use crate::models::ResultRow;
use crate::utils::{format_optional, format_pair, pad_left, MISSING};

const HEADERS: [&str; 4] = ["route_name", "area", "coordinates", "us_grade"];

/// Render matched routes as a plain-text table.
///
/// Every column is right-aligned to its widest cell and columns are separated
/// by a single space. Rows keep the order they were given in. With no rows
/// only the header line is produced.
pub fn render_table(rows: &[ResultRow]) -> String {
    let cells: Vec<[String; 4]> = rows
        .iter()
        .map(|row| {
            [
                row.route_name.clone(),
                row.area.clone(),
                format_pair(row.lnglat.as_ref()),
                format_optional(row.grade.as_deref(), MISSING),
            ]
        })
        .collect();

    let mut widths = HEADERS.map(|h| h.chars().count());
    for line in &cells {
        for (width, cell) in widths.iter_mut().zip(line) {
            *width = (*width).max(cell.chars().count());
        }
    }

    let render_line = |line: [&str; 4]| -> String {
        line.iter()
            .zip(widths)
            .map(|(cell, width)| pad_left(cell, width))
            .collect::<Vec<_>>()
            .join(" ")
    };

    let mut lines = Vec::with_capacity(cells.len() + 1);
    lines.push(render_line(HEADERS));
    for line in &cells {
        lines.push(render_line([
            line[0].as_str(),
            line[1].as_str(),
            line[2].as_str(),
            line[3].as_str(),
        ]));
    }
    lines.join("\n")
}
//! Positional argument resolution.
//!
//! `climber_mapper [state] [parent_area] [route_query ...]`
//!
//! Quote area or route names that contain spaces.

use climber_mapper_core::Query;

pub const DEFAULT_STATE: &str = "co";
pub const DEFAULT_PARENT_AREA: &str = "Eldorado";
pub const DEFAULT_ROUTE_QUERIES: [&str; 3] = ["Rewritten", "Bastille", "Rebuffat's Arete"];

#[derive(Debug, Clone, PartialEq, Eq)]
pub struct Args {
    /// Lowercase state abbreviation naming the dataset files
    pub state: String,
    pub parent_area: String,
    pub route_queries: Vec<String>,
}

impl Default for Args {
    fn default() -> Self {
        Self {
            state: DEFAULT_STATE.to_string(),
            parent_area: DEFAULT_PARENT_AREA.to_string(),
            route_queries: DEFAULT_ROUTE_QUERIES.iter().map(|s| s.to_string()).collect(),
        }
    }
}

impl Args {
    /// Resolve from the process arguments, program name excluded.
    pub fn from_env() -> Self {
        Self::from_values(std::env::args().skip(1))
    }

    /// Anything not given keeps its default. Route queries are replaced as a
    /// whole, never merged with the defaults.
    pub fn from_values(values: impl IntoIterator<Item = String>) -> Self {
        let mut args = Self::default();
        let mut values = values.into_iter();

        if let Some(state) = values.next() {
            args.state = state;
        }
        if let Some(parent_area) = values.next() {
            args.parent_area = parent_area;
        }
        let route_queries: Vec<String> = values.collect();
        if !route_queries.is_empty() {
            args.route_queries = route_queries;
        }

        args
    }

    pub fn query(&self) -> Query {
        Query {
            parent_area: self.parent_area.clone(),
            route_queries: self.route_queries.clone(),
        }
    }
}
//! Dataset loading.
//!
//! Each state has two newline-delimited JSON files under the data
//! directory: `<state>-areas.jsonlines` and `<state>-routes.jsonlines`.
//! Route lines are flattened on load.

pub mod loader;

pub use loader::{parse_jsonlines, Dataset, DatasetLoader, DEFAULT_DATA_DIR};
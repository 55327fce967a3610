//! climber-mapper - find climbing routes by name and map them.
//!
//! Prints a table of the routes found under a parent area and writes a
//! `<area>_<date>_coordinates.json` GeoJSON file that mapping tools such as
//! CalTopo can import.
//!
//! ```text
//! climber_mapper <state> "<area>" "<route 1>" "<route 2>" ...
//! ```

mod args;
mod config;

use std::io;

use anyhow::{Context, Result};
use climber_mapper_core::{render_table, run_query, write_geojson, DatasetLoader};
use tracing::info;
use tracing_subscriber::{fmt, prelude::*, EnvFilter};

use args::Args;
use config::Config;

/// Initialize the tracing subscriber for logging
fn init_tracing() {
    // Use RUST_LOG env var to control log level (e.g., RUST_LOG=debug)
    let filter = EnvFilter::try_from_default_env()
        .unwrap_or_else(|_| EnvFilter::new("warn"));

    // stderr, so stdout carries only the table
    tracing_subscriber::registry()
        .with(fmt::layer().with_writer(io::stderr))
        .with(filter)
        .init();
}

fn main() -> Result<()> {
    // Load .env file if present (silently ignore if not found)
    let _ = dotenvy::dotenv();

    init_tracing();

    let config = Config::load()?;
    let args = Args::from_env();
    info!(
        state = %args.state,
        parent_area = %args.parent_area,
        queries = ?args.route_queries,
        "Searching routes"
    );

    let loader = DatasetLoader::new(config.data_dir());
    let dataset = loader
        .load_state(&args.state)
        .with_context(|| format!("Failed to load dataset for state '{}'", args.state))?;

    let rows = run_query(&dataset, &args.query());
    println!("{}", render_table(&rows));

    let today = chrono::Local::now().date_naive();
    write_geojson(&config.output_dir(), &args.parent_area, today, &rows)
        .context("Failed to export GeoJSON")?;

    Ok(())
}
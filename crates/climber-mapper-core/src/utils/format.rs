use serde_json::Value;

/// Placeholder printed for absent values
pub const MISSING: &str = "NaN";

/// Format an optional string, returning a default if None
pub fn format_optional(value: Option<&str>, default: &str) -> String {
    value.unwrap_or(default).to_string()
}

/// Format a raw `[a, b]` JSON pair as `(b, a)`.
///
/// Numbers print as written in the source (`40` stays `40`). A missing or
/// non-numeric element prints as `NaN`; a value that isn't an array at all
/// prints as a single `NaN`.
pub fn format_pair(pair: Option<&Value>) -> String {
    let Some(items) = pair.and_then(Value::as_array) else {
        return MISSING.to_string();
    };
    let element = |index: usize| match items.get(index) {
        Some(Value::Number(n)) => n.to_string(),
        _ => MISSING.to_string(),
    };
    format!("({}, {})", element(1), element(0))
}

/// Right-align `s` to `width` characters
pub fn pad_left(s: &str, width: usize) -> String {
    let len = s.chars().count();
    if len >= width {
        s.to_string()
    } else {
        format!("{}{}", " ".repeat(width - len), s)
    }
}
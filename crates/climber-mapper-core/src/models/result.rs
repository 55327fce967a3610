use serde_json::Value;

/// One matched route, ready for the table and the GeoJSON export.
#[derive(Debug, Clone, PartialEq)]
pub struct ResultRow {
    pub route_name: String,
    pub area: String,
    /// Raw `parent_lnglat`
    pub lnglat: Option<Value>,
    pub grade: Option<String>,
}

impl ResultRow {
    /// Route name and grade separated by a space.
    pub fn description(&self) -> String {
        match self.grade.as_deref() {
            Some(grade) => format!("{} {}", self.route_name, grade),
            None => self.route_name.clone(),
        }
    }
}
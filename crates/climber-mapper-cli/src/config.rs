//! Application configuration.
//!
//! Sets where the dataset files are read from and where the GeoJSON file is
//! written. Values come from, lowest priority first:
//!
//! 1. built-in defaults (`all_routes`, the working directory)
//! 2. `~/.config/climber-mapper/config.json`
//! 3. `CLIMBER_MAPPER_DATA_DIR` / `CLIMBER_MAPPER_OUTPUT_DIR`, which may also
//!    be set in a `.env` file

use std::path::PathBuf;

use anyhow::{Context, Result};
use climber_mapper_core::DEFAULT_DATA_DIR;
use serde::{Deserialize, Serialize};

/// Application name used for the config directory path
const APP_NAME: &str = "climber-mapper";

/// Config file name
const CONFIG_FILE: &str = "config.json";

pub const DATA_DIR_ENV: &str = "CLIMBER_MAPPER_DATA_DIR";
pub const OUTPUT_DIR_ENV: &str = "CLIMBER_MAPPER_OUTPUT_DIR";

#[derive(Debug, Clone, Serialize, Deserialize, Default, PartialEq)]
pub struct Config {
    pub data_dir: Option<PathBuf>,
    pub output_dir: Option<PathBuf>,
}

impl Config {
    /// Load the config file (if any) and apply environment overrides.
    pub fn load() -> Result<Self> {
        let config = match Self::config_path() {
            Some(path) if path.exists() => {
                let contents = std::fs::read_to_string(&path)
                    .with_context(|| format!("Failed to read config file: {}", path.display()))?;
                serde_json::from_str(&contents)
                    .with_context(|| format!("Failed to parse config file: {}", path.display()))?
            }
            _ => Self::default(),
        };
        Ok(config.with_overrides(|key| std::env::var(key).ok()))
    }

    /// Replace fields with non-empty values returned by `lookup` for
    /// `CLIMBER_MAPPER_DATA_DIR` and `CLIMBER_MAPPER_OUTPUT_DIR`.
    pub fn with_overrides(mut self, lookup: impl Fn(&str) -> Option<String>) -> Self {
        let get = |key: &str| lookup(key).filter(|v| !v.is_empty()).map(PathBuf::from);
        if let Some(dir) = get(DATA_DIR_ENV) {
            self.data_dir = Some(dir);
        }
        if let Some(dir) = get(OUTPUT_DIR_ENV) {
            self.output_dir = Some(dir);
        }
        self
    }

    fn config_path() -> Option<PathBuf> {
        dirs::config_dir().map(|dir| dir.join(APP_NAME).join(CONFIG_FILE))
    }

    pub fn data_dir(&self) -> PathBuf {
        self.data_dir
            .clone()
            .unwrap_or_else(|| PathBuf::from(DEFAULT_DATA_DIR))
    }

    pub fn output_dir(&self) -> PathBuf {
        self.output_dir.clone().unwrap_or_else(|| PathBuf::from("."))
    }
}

### TASK DESCRIPTION
Each line between the start of the listing above and the line containing "line.iter()", with both ends counted, is to be set down unchanged.

### OUTPUT
use crate::models::ResultRow;
use crate::utils::{format_optional, format_pair, pad_left, MISSING};

const HEADERS: [&str; 4] = ["route_name", "area", "coordinates", "us_grade"];

/// Render matched routes as a plain-text table.
///
/// Every column is right-aligned to its widest cell and columns are separated
/// by a single space. Rows keep the order they were given in. With no rows
/// only the header line is produced.
pub fn render_table(rows: &[ResultRow]) -> String {
    let cells: Vec<[String; 4]> = rows
        .iter()
        .map(|row| {
            [
                row.route_name.clone(),
                row.area.clone(),
                format_pair(row.lnglat.as_ref()),
                format_optional(row.grade.as_deref(), MISSING),
            ]
        })
        .collect();

    let mut widths = HEADERS.map(|h| h.chars().count());
    for line in &cells {
        for (width, cell) in widths.iter_mut().zip(line) {
            *width = (*width).max(cell.chars().count());
        }
    }

    let render_line = |line: [&str; 4]| -> String {
        line.iter()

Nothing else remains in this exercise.